Medical Care Inside the Walls
Poorhouses served as de facto hospitals for the poor, but the quality of care was grim for much of the century. Nursing duties were typically performed by elderly female inmates, many of whom could not read, were deaf or visually impaired, and had no medical training whatsoever. Their pay was negligible. Doctors assigned to workhouses operated under tight budgets, and both physician and patient were, as one contemporary put it, “alike the objects of a pinching parsimony.”
The conditions for sick and elderly residents drew especially sharp criticism. One observer described the fate of infirm inmates in crowded workhouses as “lamentable in the extreme,” noting they led lives “like that of a vegetable, were it not that it preserves the doubtful privilege of sensibility to pain and mental misery.” The editor of the medical journal The Lancet called workhouses “the antechambers of the grave.” Some reformers argued that if all the infirm were properly treated, a large percentage would recover, but the resources were never made available.
Conditions did improve toward the end of the century. By the 1880s, many unions began employing trained nurses, and infirmary wings became somewhat more professionalized. But for most of the 1800s, entering a poorhouse while sick or elderly was a bleak prospect with little hope of meaningful medical attention.
The American Poorhouse
While the English workhouse system operated under a national legal framework, American poorhouses (also called almshouses) were managed entirely at the local level, which meant conditions varied wildly from one county to the next. Some were reasonably well-maintained farms where residents worked the land. Others were neglected, overcrowded facilities where the mentally ill, the elderly, orphans, and alcoholics were all housed together with little distinction or specialized care.

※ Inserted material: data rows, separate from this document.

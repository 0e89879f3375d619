//! Config for the dispatcher behaviors
//!
//! Configuration can be created programmatically using [`Configuration::new()`] or by reading
//! environment variables using [`Configuration::from_env()`].
//!
//! # Environment Variables
//!
//! All values are optional. Flags are case-insensitive: set them to `"true"` to enable them.
//!
//! - `SWEEP_VERBOSE`: print dispatch progress to stdout (default: `true`)
//! - `SWEEP_LOG`: enable logging to a file (default: `false`)
//! - `SWEEP_ALLOW_UNCONTAINED`: run without cgroups when they are unavailable (default: `false`)
//! - `SWEEP_SUBMIT_RETRIES`: retries of a transiently failing submission (default: `0`)
//! - `SWEEP_RETRY_BACKOFF_MS`: pause between two retries, in milliseconds (default: `500`)

use std::time::Duration;

/// Configuration for dispatcher behaviors.
#[derive(Debug, Clone, Copy, PartialEq, Eq)]
pub struct Configuration {
    pub(crate) verbose: bool,
    pub(crate) log: bool,
    pub(crate) allow_uncontained: bool,
    pub(crate) submit_retries: u32,
    pub(crate) retry_backoff: Duration,
}

impl Configuration {
    /// Create a new configuration with default parameters.
    ///
    /// By default:
    /// - Dispatch progress is printed to stdout.
    /// - Logging to file is disabled.
    /// - Runs are never started outside of a cgroup.
    /// - Failed submissions are not retried.
    pub fn new() -> Self {
        Self {
            verbose: true,
            log: false,
            allow_uncontained: false,
            submit_retries: 0,
            retry_backoff: Duration::from_millis(500),
        }
    }

    /// Create configuration from environment variables.
    ///
    /// See the [module documentation](self) for the recognized variables. Any unparsable value
    /// (including unset) falls back to the default.
    pub fn from_env() -> Self {
        fn get_env_flag(var: &str, default: bool) -> bool {
            match std::env::var(var) {
                Ok(val) => val.eq_ignore_ascii_case("true"),
                Err(_) => default,
            }
        }

        fn get_env_number(var: &str) -> Option<u64> {
            std::env::var(var).ok()?.trim().parse().ok()
        }

        let default = Self::new();
        Self {
            verbose: get_env_flag("SWEEP_VERBOSE", default.verbose),
            log: get_env_flag("SWEEP_LOG", default.log),
            allow_uncontained: get_env_flag("SWEEP_ALLOW_UNCONTAINED", default.allow_uncontained),
            submit_retries: get_env_number("SWEEP_SUBMIT_RETRIES")
                .and_then(|n| u32::try_from(n).ok())
                .unwrap_or(default.submit_retries),
            retry_backoff: get_env_number("SWEEP_RETRY_BACKOFF_MS")
                .map(Duration::from_millis)
                .unwrap_or(default.retry_backoff),
        }
    }

    /// Enable or disable progress output.
    pub fn with_verbose(mut self, value: bool) -> Self {
        self.verbose = value;
        self
    }

    /// Enable or disable logging to file.
    pub fn with_log(mut self, value: bool) -> Self {
        self.log = value;
        self
    }

    /// Allow or forbid running a process without its cgroup.
    pub fn with_allow_uncontained(mut self, value: bool) -> Self {
        self.allow_uncontained = value;
        self
    }

    /// Number of times a transient submission failure is retried. Zero disables retries.
    pub fn with_submit_retries(mut self, retries: u32) -> Self {
        self.submit_retries = retries;
        self
    }

    /// Pause between two submission attempts.
    pub fn with_retry_backoff(mut self, backoff: Duration) -> Self {
        self.retry_backoff = backoff;
        self
    }

    /// Whether progress is printed to stdout.
    pub fn verbose(&self) -> bool {
        self.verbose
    }

    /// Whether logs go to a file.
    pub fn log(&self) -> bool {
        self.log
    }
}

impl Default for Configuration {
    fn default() -> Self {
        Self::new()
    }
}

The same philosophy of deterrence applied on both sides of the Atlantic. American poorhouses were meant to be unpleasant enough to discourage dependency. And like their English counterparts, they gradually became warehouses for the elderly as children, the mentally ill, and other groups were moved into separate institutions over the course of the century. The American poorhouse system persisted in various forms until the Social Security Act of 1935 created federal old-age pensions, finally giving elderly Americans an alternative to institutional poverty.